Come potevo andar contro ad una belva del tempo? Come potevo salvarmi da quel suono immortale che scandiva attimi eterni ogni volta che gli stavo vicino, ma soprattutto come potevo salvare le persone che amavo da una fine prevista?

“Perché lo fai?” Gli domandai con la testa china. Gli domandai quasi piangendo. Domandai a quel mostro il motivo per cui non mi lasciasse in pace, ma quello che ricevetti come risposta fu soltanto una sonora risata.

“Perché mi annoio, amore” asserì divertito, avvicinandosi ancora di più a me, tanto che dovetti comprimere la testa allo schienale per non scontrarmi con  il suo viso. “L’immortalità comporta qualche difetto, lo sai?”

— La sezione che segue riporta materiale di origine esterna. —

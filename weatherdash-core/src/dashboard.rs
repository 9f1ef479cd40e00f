use parking_lot::Mutex;

use crate::{
    location::LocationResolver,
    model::{Locator, UnitSystem},
    provider::WeatherProvider,
    state::{DashboardState, Event},
};

/// Drives fetch cycles and owns the dashboard state.
///
/// Methods take `&self` so several cycles may be in flight at once; only the newest one
/// is allowed to change what is displayed.
#[derive(Debug)]
pub struct Dashboard {
    provider: Box<dyn WeatherProvider>,
    resolver: LocationResolver,
    state: Mutex<DashboardState>,
}

impl Dashboard {
    pub fn new(
        provider: Box<dyn WeatherProvider>,
        resolver: LocationResolver,
        units: UnitSystem,
    ) -> Self {
        Self { provider, resolver, state: Mutex::new(DashboardState::new(units)) }
    }

    pub fn state(&self) -> DashboardState {
        self.state.lock().clone()
    }

    fn dispatch(&self, event: Event) -> DashboardState {
        let mut state = self.state.lock();
        *state = state.reduce(event);
        state.clone()
    }

    /// Startup: locate the device, or fall back to the default city.
    pub async fn start(&self) -> DashboardState {
        self.use_my_location().await
    }

    pub async fn use_my_location(&self) -> DashboardState {
        let resolution = self.resolver.resolve().await;
        self.dispatch(Event::AdvisorySet(resolution.advisory));
        self.fetch(resolution.locator).await
    }

    /// Blank input is ignored.
    pub async fn search(&self, city: &str) -> DashboardState {
        let city = city.trim();
        if city.is_empty() {
            return self.state();
        }

        self.dispatch(Event::AdvisorySet(None));
        self.fetch(Locator::named(city)).await
    }

    /// Flip the unit system and, if something is displayed, fetch that place again in the
    /// new units. A search that failed since then does not change what is refetched.
    pub async fn toggle_units(&self) -> DashboardState {
        let state = self.dispatch(Event::UnitsToggled);
        tracing::info!(units = %state.units, "Unit system toggled");

        match (&state.snapshot, state.locator) {
            (Some(_), Some(locator)) => self.fetch(locator).await,
            _ => self.state(),
        }
    }

    /// One cycle: current conditions, then the forecast for the same locator.
    pub async fn fetch(&self, locator: Locator) -> DashboardState {
        let started = self.dispatch(Event::FetchStarted);
        let generation = started.generation;
        let units = started.units;

        tracing::debug!(%locator, %units, generation, "Fetch cycle started");

        let snapshot = match self.provider.current(&locator, units).await {
            Ok(snapshot) => snapshot,
            Err(err) => {
                tracing::warn!(
                    %locator,
                    error = %err,
                    status = ?err.status(),
                    generation,
                    "Weather fetch failed"
                );
                return self.dispatch(Event::WeatherFailed {
                    generation,
                    message: err.user_message(),
                });
            }
        };

        tracing::info!(
            city = %snapshot.location_name,
            temp = snapshot.temperature,
            generation,
            "Weather data fetched"
        );

        let state = self.dispatch(Event::WeatherLoaded { generation, snapshot });
        if !state.is_current(generation) {
            tracing::debug!(generation, current = state.generation, "Discarding superseded cycle");
            return state;
        }

        match self.provider.forecast(&locator, units).await {
            Ok(series) => {
                tracing::debug!(points = series.len(), generation, "Forecast fetched");
                self.dispatch(Event::ForecastLoaded { generation, series })
            }
            Err(err) => {
                tracing::warn!(
                    %locator,
                    error = %err,
                    status = ?err.status(),
                    generation,
                    "Error fetching forecast"
                );
                self.dispatch(Event::ForecastFailed { generation, reason: err.to_string() })
            }
        }
    }
}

Sussultai. Come poteva parlare sul serio? Come poteva aver fatto tutto questo solo perché si annoiava? Come poteva essere così meschino?

Lui è un vampiro.

Lui era un mostro.

Lui era una bestia. Non aveva nulla di umano.


“Sta lontano da me!”

Urlai. Urlai con tutta la forza che avevo in corpo. Con tutta quella rabbia che mi soppesava sul cuore. Con tutto quell’odio che mi ero accorta di provare. Che mi ero accorta di sentire per la prima volta.
Il volto pallido di Klaus rimase immobile, impassibile. Come se le mie parole non l’avessero scalfito minimamente. Come se nessuna emozione lo stesse attraversando. Come se non gliene importasse nulla di tutto quell’odio che avevo riversato nei suoi confronti. Come se non gli importasse niente di nessuno al di fuori di sé stesso.

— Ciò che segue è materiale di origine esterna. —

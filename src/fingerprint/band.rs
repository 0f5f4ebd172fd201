use serde::Serialize;

use super::constants::{HIGH_BAND_MAX_HZ, LOW_BAND_MAX_HZ, MID_BAND_MAX_HZ};

/// One of the four fixed frequency bands a peak is filed under.
///
/// The discriminant is the value written into the TLV record id.
#[derive(Clone, Copy, Debug, PartialEq, Eq, Hash, PartialOrd, Ord, Serialize)]
pub enum FrequencyBand {
    Low = 0,
    Mid = 1,
    High = 2,
    VeryHigh = 3,
}

impl FrequencyBand {
    pub const ALL: [FrequencyBand; 4] = [Self::Low, Self::Mid, Self::High, Self::VeryHigh];

    /// Classify a frequency in Hz. Each band is closed below its upper edge.
    pub fn classify(frequency_hz: f64) -> Self {
        if frequency_hz < LOW_BAND_MAX_HZ {
            Self::Low
        } else if frequency_hz < MID_BAND_MAX_HZ {
            Self::Mid
        } else if frequency_hz < HIGH_BAND_MAX_HZ {
            Self::High
        } else {
            Self::VeryHigh
        }
    }

    pub fn from_u32(value: u32) -> Option<Self> {
        match value {
            0 => Some(Self::Low),
            1 => Some(Self::Mid),
            2 => Some(Self::High),
            3 => Some(Self::VeryHigh),
            _ => None,
        }
    }

    pub fn as_u32(self) -> u32 {
        self as u32
    }

    pub fn label(self) -> &'static str {
        match self {
            Self::Low => "low",
            Self::Mid => "mid",
            Self::High => "high",
            Self::VeryHigh => "very-high",
        }
    }
}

“Non dovresti essere così scortese con un ospite” mi disse, allontanando di poco il viso dal mio purché io riprendessi a respirare. “I tuoi genitori sono morti prima d’insegnartelo?”

Rabbia. Una massa informe di rabbia mi pervase il cuore. La sentii fluirmi addosso come il sangue che scorreva copioso nelle vene. Come quell’odio che mi gridava avido nella mente e mi avvelenava l’anima. Come quella ferita che devastante mi offuscava la ragione.
Non mi resi neanche conto di quello che feci. Non mi accorsi neanche di quello che provai. Di quello che sentii esplodermi nel petto, attraverso tutta quella forza che non avrei mai pensato di possedere.
Volevo solo ferirlo. Volevo ferirlo come lui stava facendo con me.
Non vidi nemmeno la mia mano partire fulminea verso il suo viso. Forse non riuscii nemmeno a controllarla. Non riuscii a fermarla. Quella rabbia era così grande, così potente che se non l’avessi espressa in qualche modo ero certa mi avrebbe uccisa.
Ma qualcosa me la fermò. La fermò ancor prima che arrivassi a toccarlo. Ancor prima che quel gesto mi facesse pentire. Ancor prima che potessi rendermi conto di quello che stavo per fare.
Un forte dolore mi pervase la pelle. Mi entrò avido nella carne, raggelandomi fin dentro le viscere. Un dolore così meschino. Così effimero, ma così necessario che quasi arrivai addirittura a volerlo.
Una forza troppo potente per riuscire a sottrarmene mi attirò a sé, mentre la sedia sulla quale ero seduta cadde all’indietro, provocando un sordo tonfo che si disperse nell’aria.
Mi ritrovi in piedi così vicina a lui. Così vicina al mio incubo. Vicino a quegli occhi di ghiaccio di una persona immortale. Di una persona eterna che trasmetteva solitudine e che m’investiva con la sua incredibile furia.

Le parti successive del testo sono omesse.